# New Build, Gathering Parts.



## xman2007 (Dec 29, 2006)

added more items today.


ok my new build is getting underway and thought id keep people informed of my progress. as of yet im only buying parts as and when i can so this maybe a sluggish process but the sale of my pc should be happening soon to give me the rest of the funds i need.

been on ebay and got myself some things already

item 1 : http://forums.techpowerup.com/showthread.php?t=7223 thermaltake mambo case (£42.90 inc delivery)

item 2 : http://cgi.ebay.co.uk/512MB-ADATA-D...8QQihZ011QQcategoryZ44938QQrdZ1QQcmdZViewItem 2x adata 512mb ddr2 800mhz (£67.94 inc delivery)

item 3: http://cgi.ebay.co.uk/ws/eBayISAPI....rch.dll?from=R40&satitle=260067074187++&fvi=1 420w ocz powerstream psu 1x12v rail @ 30a  (£20.49 inc delivery bargain  )

item 4: http://cgi.ebay.co.uk/ws/eBayISAPI....earch.dll?from=R40&satitle=180069158550&fvi=1  WD40gb sata hdd 2mb cache, backup drive but i may just keep it to start with for a week or 2 and with the xtra money i was going to spend on a hdd can go to the mobo or gfx (£14.00 inc delivery)

item 5: http://www.ebuyer.com/UK/product/119203 sapphire x1950pro 256mb ddr3 dual-dvi £116.99 (inc VAT)

item 6: http://www.ebuyer.com/customer/prod...hvd19wcm9kdWN0X292ZXJ2aWV3&product_uid=112704 core2duo E6300 retail boxed, needs no xplaining £119.98 (inc VAT)

item 7: http://www.scan.co.uk/Products/ProductInfo.asp?WebProductID=346062 decided to opt for this foxconn Foxconn 975X7AA crossfire board over the asus p5b £104.56 (Inc VAT)

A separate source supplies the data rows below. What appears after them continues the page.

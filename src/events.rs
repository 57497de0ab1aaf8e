//! Application-observable lifecycle events.
//!
//! Every lifecycle signal is one [`ProxyEvent`] variant dispatched through a
//! single subscription interface. Response-side events always carry the
//! request that produced them.

use std::net::SocketAddr;
use std::sync::atomic::{AtomicBool, Ordering};
use std::sync::Arc;

use arc_swap::ArcSwap;

use crate::error::ProxyError;
use crate::http::{RequestHead, ResponseHead};
use crate::net::connection::ConnectionId;
use crate::pool::Destination;

/// Identifier of one request/response exchange.
#[derive(Debug, Clone, Copy, PartialEq, Eq, Hash)]
pub struct TransactionId(uuid::Uuid);

impl TransactionId {
    pub fn new() -> Self {
        Self(uuid::Uuid::new_v4())
    }
}

impl Default for TransactionId {
    fn default() -> Self {
        Self::new()
    }
}

impl std::fmt::Display for TransactionId {
    fn fmt(&self, f: &mut std::fmt::Formatter<'_>) -> std::fmt::Result {
        write!(f, "txn-{}", self.0)
    }
}

/// Where an error happened.
#[derive(Debug, Clone, PartialEq, Eq)]
pub enum ErrorContext {
    /// Accepting connections.
    Listener,
    /// A client connection, outside any transaction.
    Inbound(ConnectionId),
    /// An origin connection.
    Outbound(ConnectionId),
    /// A transaction on the given client connection.
    Transaction {
        id: TransactionId,
        connection: ConnectionId,
    },
}

impl std::fmt::Display for ErrorContext {
    fn fmt(&self, f: &mut std::fmt::Formatter<'_>) -> std::fmt::Result {
        match self {
            ErrorContext::Listener => f.write_str("listener"),
            ErrorContext::Inbound(id) => write!(f, "inbound {id}"),
            ErrorContext::Outbound(id) => write!(f, "outbound {id}"),
            ErrorContext::Transaction { id, connection } => write!(f, "{id} on {connection}"),
        }
    }
}

/// Snapshot of an outbound connection handed to `Connected` observers.
#[derive(Debug, Clone)]
pub struct OutboundInfo {
    pub id: ConnectionId,
    pub destination: Destination,
    /// Taken from the idle pool rather than freshly opened.
    pub reused: bool,
    pub local_addr: Option<SocketAddr>,
    pub peer_addr: Option<SocketAddr>,
}

/// Lets a `Connected` observer tear down the outbound connection, which
/// aborts the transaction.
#[derive(Debug, Clone, Default)]
pub struct ConnectedControl {
    destroyed: Arc<AtomicBool>,
}

impl ConnectedControl {
    pub fn new() -> Self {
        Self::default()
    }

    pub fn destroy(&self) {
        self.destroyed.store(true, Ordering::Release);
    }

    pub fn is_destroyed(&self) -> bool {
        self.destroyed.load(Ordering::Acquire)
    }
}

/// A client connection whose CONNECT tunnel has been TLS-terminated and is
/// now served as a fresh inbound pipeline.
#[derive(Debug, Clone)]
pub struct DecryptedConnection {
    pub id: ConnectionId,
    /// The tunnel's originating client connection.
    pub parent: ConnectionId,
    pub peer_addr: SocketAddr,
    /// CONNECT target authority.
    pub authority: String,
    /// SNI the client sent, if any.
    pub server_name: Option<String>,
    pub alpn_protocol: Option<Vec<u8>>,
}

/// Lifecycle events republished to the application.
#[derive(Debug, Clone)]
pub enum ProxyEvent {
    /// Outbound connection ready for the request.
    Connected {
        connection: OutboundInfo,
        request: Arc<RequestHead>,
        control: ConnectedControl,
    },
    /// Decrypted connection from an intercepted CONNECT tunnel.
    Connection(DecryptedConnection),
    /// Parsed inbound request head, exactly once per transaction.
    Request(Arc<RequestHead>),
    Response {
        response: Arc<ResponseHead>,
        request: Arc<RequestHead>,
    },
    /// Origin switched protocols.
    UpgradeClient {
        response: Arc<ResponseHead>,
        request: Arc<RequestHead>,
    },
    /// Origin accepted a forwarded CONNECT.
    Connect {
        response: Arc<ResponseHead>,
        request: Arc<RequestHead>,
    },
    /// `100 Continue`.
    Continue {
        response: Arc<ResponseHead>,
        request: Arc<RequestHead>,
    },
    /// Any other informational (1xx) head.
    Information {
        response: Arc<ResponseHead>,
        request: Arc<RequestHead>,
    },
    Error {
        error: Arc<ProxyError>,
        context: ErrorContext,
    },
}

/// Discriminant of [`ProxyEvent`], handy for logging and filtering.
#[derive(Debug, Clone, Copy, PartialEq, Eq, Hash)]
pub enum EventKind {
    Connected,
    Connection,
    Request,
    Response,
    UpgradeClient,
    Connect,
    Continue,
    Information,
    Error,
}

impl ProxyEvent {
    pub fn kind(&self) -> EventKind {
        match self {
            ProxyEvent::Connected { .. } => EventKind::Connected,
            ProxyEvent::Connection(_) => EventKind::Connection,
            ProxyEvent::Request(_) => EventKind::Request,
            ProxyEvent::Response { .. } => EventKind::Response,
            ProxyEvent::UpgradeClient { .. } => EventKind::UpgradeClient,
            ProxyEvent::Connect { .. } => EventKind::Connect,
            ProxyEvent::Continue { .. } => EventKind::Continue,
            ProxyEvent::Information { .. } => EventKind::Information,
            ProxyEvent::Error { .. } => EventKind::Error,
        }
    }

    /// Request this event is paired with, if any.
    pub fn request(&self) -> Option<&Arc<RequestHead>> {
        match self {
            ProxyEvent::Connected { request, .. }
            | ProxyEvent::Request(request)
            | ProxyEvent::Response { request, .. }
            | ProxyEvent::UpgradeClient { request, .. }
            | ProxyEvent::Connect { request, .. }
            | ProxyEvent::Continue { request, .. }
            | ProxyEvent::Information { request, .. } => Some(request),
            ProxyEvent::Connection(_) | ProxyEvent::Error { .. } => None,
        }
    }
}

type Handler = Arc<dyn Fn(&ProxyEvent) + Send + Sync>;

/// Fan-out of events to subscribers. Handlers run inline on the task that
/// raised the event, so they must not block.
pub struct EventBus {
    handlers: ArcSwap<Vec<Handler>>,
}

impl EventBus {
    pub fn new() -> Self {
        Self {
            handlers: ArcSwap::from_pointee(Vec::new()),
        }
    }

    pub fn subscribe<F>(&self, handler: F)
    where
        F: Fn(&ProxyEvent) + Send + Sync + 'static,
    {
        let handler: Handler = Arc::new(handler);
        self.handlers.rcu(|current| {
            let mut next = Vec::with_capacity(current.len() + 1);
            next.extend(current.iter().cloned());
            next.push(Arc::clone(&handler));
            next
        });
    }

    pub fn emit(&self, event: &ProxyEvent) {
        let handlers = self.handlers.load();
        if handlers.is_empty() {
            if let ProxyEvent::Error { error, context } = event {
                tracing::warn!(%context, error = %error, "Unobserved proxy error");
            }
            return;
        }
        for handler in handlers.iter() {
            handler(event);
        }
    }

    pub fn subscriber_count(&self) -> usize {
        self.handlers.load().len()
    }
}

impl Default for EventBus {
    fn default() -> Self {
        Self::new()
    }
}

impl std::fmt::Debug for EventBus {
    fn fmt(&self, f: &mut std::fmt::Formatter<'_>) -> std::fmt::Result {
        f.debug_struct("EventBus")
            .field("subscribers", &self.subscriber_count())
            .finish()
    }
}
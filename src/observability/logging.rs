//! Structured logging.
//!
//! # Responsibilities
//! - Initialize the global tracing subscriber
//! - Configure log level from config, overridable via `RUST_LOG`
//!
//! # Design Decisions
//! - JSON format for production, pretty format for development
//! - Embedders that install their own subscriber simply skip `init`

use tracing_subscriber::util::TryInitError;
use tracing_subscriber::{fmt, layer::SubscriberExt, util::SubscriberInitExt, EnvFilter};

use crate::config::{LogFormat, ObservabilityConfig};

/// Install the global subscriber. Fails if one is already set.
pub fn init(config: &ObservabilityConfig) -> Result<(), TryInitError> {
    let filter = EnvFilter::try_from_default_env().unwrap_or_else(|_| {
        EnvFilter::new(format!(
            "intercept_proxy={level},{level}",
            level = config.log_level
        ))
    });

    let registry = tracing_subscriber::registry().with(filter);
    match config.log_format {
        LogFormat::Pretty => registry.with(fmt::layer()).try_init(),
        LogFormat::Json => registry.with(fmt::layer().json()).try_init(),
    }
}
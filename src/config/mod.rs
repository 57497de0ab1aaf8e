//! Configuration management subsystem.
//!
//! # Data Flow
//! ```text
//! config file (TOML)
//!     → loader.rs (parse & deserialize)
//!     → validation.rs (semantic checks)
//!     → ProxyConfig (validated, immutable)
//!     → owned by the Proxy instance
//! ```
//!
//! # Design Decisions
//! - Config is immutable once the proxy is built
//! - All fields have defaults to allow minimal configs
//! - Code-level hooks (transforms, TLS options) live in `crate::hooks`

pub mod loader;
pub mod schema;
pub mod validation;

pub use loader::{load_config, parse_config, ConfigError};
pub use schema::{
    ListenerConfig, LogFormat, ObservabilityConfig, ProxyConfig, TimeoutConfig, TlsConfig,
};
pub use validation::{validate_config, ValidationError};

(EDIT: seen reviews of the ram, looks good to me v nice price might i add )

as DOM_ATI....  states below, here are the reviews of the ram on newegg http://www.newegg.com/Product/CustratingReview.asp?item=N82E16820211064


looking to build 

e6300, mobo (unsure of yet), x1950pro, 1gb ddr2, 120-250gb (dependant on funds ) hdd, optical etc.


----------



## DOM (Dec 29, 2006)

are you going to buy your x1950pro new? are you going to use CF? or just one card cuz how much more would it be to get a 1950XT?

heres some  Customer Reviews from newegg bout your ram
http://www.newegg.com/Product/CustratingReview.asp?item=N82E16820211064


----------



## xman2007 (Dec 29, 2006)

x1950 is my max spend i cant stretch any further and i wont be going cf but its gonna be a hell of a step up from my x1600pro

p.s what did you think of that ram ? look any good, bad ? theres hardly any info on the net about it at all, im presuming its quite new. EDIT: nm just read ur WHOLE post this time lol


----------



## xvi (Dec 29, 2006)

I'd move to an e6400 and look at a Seagate Barracuda 7200.10 250GB. The rest is up to you.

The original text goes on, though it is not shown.